(Stored data)
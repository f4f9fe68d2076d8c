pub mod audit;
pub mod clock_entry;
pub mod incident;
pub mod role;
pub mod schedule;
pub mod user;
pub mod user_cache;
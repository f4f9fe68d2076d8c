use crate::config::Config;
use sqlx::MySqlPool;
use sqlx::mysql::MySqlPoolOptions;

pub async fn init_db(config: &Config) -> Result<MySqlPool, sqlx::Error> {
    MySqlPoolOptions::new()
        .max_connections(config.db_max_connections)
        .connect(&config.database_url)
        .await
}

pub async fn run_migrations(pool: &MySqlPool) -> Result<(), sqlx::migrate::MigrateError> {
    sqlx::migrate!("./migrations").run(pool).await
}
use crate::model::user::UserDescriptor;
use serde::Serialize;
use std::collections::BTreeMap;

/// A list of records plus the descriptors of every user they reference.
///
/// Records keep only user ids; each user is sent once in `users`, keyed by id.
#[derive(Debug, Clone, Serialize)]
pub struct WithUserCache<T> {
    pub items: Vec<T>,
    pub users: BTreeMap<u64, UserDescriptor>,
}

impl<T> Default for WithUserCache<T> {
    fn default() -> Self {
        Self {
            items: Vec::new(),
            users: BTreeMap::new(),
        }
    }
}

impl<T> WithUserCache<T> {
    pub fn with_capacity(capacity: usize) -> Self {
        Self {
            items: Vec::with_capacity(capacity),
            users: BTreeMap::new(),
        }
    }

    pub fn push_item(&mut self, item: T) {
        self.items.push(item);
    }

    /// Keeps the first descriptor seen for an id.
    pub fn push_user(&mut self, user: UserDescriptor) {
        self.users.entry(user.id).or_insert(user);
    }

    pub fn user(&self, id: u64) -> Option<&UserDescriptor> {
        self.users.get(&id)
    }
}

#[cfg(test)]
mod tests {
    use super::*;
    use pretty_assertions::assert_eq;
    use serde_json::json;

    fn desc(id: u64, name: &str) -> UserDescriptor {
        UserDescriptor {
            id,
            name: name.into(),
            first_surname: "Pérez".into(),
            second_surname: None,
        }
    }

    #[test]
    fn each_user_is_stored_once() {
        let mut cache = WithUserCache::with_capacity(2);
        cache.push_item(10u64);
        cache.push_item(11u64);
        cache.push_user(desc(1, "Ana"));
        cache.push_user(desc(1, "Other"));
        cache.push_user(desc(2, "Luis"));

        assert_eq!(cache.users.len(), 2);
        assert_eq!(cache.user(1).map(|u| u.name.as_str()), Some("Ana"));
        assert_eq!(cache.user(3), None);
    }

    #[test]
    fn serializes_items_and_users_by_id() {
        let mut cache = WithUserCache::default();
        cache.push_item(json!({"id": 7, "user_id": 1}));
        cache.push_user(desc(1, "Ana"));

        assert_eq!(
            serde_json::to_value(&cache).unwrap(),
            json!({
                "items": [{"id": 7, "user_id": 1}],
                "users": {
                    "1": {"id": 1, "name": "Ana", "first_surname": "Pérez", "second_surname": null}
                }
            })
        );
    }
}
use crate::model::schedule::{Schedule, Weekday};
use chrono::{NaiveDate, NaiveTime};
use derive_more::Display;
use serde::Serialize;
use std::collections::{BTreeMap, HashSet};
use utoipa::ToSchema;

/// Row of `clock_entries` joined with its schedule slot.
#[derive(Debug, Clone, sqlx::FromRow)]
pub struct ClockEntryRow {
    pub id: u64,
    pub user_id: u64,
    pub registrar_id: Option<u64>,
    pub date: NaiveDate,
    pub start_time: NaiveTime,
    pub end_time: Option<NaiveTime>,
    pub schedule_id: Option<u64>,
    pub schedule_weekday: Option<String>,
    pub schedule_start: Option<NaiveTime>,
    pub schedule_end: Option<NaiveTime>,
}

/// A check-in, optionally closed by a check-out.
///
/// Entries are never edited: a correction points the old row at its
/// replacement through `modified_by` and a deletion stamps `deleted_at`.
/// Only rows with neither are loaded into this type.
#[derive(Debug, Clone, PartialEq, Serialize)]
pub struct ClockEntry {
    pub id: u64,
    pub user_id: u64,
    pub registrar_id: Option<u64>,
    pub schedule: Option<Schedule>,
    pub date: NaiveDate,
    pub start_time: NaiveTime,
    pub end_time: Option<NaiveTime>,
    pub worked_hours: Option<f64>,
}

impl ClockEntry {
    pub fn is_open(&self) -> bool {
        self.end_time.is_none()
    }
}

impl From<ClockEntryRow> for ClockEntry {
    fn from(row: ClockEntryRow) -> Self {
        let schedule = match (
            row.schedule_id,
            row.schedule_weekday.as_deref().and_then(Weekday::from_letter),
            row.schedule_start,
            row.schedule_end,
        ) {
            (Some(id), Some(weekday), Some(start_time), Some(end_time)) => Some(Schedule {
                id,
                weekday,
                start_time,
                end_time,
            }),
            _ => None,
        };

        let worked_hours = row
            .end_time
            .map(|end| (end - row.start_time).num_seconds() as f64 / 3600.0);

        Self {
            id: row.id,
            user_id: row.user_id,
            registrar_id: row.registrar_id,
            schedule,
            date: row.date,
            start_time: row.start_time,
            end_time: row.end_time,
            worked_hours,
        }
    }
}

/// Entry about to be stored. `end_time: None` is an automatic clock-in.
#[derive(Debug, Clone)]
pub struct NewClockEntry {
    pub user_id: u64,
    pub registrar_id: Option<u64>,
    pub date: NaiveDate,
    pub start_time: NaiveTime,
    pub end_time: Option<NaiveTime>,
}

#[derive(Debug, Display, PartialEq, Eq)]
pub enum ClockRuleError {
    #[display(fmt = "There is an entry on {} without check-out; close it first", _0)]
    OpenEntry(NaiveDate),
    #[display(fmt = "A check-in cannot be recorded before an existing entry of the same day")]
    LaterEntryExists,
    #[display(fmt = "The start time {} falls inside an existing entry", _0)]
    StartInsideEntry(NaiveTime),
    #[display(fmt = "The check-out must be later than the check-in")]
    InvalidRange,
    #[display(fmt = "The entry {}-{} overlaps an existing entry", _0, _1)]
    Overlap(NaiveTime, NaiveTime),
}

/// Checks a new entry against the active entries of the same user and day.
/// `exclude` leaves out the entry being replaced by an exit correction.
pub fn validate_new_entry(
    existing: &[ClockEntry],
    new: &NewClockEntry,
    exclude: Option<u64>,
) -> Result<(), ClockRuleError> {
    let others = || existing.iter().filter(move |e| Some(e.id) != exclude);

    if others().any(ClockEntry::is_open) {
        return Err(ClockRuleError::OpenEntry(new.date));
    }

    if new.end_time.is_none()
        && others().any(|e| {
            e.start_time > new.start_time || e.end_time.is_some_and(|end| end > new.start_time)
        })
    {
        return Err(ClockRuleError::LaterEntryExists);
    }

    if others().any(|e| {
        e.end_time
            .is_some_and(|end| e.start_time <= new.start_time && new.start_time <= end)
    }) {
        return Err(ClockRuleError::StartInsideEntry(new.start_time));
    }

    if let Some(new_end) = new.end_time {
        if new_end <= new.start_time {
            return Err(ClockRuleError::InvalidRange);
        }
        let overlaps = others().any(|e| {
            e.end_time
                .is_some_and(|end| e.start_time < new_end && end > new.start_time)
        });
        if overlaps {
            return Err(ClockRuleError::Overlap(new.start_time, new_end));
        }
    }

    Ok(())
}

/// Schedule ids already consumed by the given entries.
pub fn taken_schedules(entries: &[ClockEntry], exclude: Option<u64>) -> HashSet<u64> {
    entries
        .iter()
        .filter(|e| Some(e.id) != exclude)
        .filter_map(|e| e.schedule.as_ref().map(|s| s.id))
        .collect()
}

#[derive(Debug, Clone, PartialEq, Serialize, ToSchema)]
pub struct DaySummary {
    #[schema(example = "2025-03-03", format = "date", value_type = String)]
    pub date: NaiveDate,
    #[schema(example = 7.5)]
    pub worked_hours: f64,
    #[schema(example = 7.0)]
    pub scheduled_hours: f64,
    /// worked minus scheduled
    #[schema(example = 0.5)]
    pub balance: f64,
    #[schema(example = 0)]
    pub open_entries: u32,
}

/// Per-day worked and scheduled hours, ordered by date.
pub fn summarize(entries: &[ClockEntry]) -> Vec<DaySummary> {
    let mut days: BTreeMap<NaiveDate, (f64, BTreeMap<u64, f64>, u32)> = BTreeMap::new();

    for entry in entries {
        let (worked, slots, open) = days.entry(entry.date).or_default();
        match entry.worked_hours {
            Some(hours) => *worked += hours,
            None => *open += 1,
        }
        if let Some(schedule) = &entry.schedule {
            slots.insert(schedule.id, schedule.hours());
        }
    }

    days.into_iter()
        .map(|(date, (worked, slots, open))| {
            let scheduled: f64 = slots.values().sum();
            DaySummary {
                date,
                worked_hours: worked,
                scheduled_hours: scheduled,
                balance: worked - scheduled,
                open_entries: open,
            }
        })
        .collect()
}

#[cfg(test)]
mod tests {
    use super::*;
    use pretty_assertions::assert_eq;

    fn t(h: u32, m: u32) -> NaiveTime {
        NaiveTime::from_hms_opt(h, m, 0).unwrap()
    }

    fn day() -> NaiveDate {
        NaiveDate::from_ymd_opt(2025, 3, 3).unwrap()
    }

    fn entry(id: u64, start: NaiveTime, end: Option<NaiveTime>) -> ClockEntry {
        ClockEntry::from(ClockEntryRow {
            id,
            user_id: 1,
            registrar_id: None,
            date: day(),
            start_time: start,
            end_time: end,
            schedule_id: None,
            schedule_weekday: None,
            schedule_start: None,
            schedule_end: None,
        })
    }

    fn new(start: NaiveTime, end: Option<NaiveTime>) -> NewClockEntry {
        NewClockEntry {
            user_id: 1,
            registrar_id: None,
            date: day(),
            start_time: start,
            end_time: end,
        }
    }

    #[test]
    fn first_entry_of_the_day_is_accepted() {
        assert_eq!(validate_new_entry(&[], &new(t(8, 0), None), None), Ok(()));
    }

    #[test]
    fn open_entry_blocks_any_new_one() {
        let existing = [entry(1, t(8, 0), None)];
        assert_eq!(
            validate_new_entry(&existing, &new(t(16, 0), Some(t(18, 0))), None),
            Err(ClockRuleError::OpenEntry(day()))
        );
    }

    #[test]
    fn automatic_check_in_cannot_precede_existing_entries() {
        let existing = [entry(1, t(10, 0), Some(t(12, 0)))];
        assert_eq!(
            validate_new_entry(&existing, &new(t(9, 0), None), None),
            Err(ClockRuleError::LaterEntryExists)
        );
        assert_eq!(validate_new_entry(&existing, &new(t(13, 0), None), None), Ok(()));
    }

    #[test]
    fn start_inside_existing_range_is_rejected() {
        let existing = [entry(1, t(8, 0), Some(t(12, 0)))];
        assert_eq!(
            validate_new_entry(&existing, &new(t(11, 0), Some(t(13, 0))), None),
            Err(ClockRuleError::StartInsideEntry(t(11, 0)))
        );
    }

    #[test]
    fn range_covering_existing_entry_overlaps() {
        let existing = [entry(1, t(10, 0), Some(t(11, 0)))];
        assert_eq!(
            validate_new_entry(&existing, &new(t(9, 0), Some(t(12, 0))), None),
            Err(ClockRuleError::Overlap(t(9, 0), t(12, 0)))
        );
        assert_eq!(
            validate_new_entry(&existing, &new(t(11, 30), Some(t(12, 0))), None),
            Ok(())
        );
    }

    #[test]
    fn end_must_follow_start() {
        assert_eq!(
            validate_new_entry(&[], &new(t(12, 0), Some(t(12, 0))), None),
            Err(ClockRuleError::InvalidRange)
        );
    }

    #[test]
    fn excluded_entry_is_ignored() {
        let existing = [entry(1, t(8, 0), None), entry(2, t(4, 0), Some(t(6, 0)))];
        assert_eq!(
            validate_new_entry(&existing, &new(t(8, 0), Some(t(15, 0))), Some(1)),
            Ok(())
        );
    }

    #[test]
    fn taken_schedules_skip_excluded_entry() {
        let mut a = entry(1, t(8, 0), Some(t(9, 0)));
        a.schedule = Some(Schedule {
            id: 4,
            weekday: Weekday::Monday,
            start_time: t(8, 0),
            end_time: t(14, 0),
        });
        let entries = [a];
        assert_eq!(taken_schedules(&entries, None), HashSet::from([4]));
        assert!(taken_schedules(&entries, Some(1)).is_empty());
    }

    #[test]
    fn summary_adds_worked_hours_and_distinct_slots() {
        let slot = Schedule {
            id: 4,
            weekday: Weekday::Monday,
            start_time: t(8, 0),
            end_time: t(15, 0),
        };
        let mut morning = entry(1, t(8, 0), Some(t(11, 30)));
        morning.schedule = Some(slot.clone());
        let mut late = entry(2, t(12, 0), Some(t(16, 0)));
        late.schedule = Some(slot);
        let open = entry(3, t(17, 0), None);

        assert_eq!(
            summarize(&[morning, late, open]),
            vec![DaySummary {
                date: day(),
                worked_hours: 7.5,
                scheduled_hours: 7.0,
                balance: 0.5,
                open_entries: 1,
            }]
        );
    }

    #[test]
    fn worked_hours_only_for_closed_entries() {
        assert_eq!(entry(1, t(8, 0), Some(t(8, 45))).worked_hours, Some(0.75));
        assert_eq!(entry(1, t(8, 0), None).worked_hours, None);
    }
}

### REQUIRED WORK
Working through the records, find each line containing the word "impl" and copy it.

### EXPECTED ANSWER
impl<T> Default for WithUserCache<T> {
impl<T> WithUserCache<T> {
impl ClockEntry {
impl From<ClockEntryRow> for ClockEntry {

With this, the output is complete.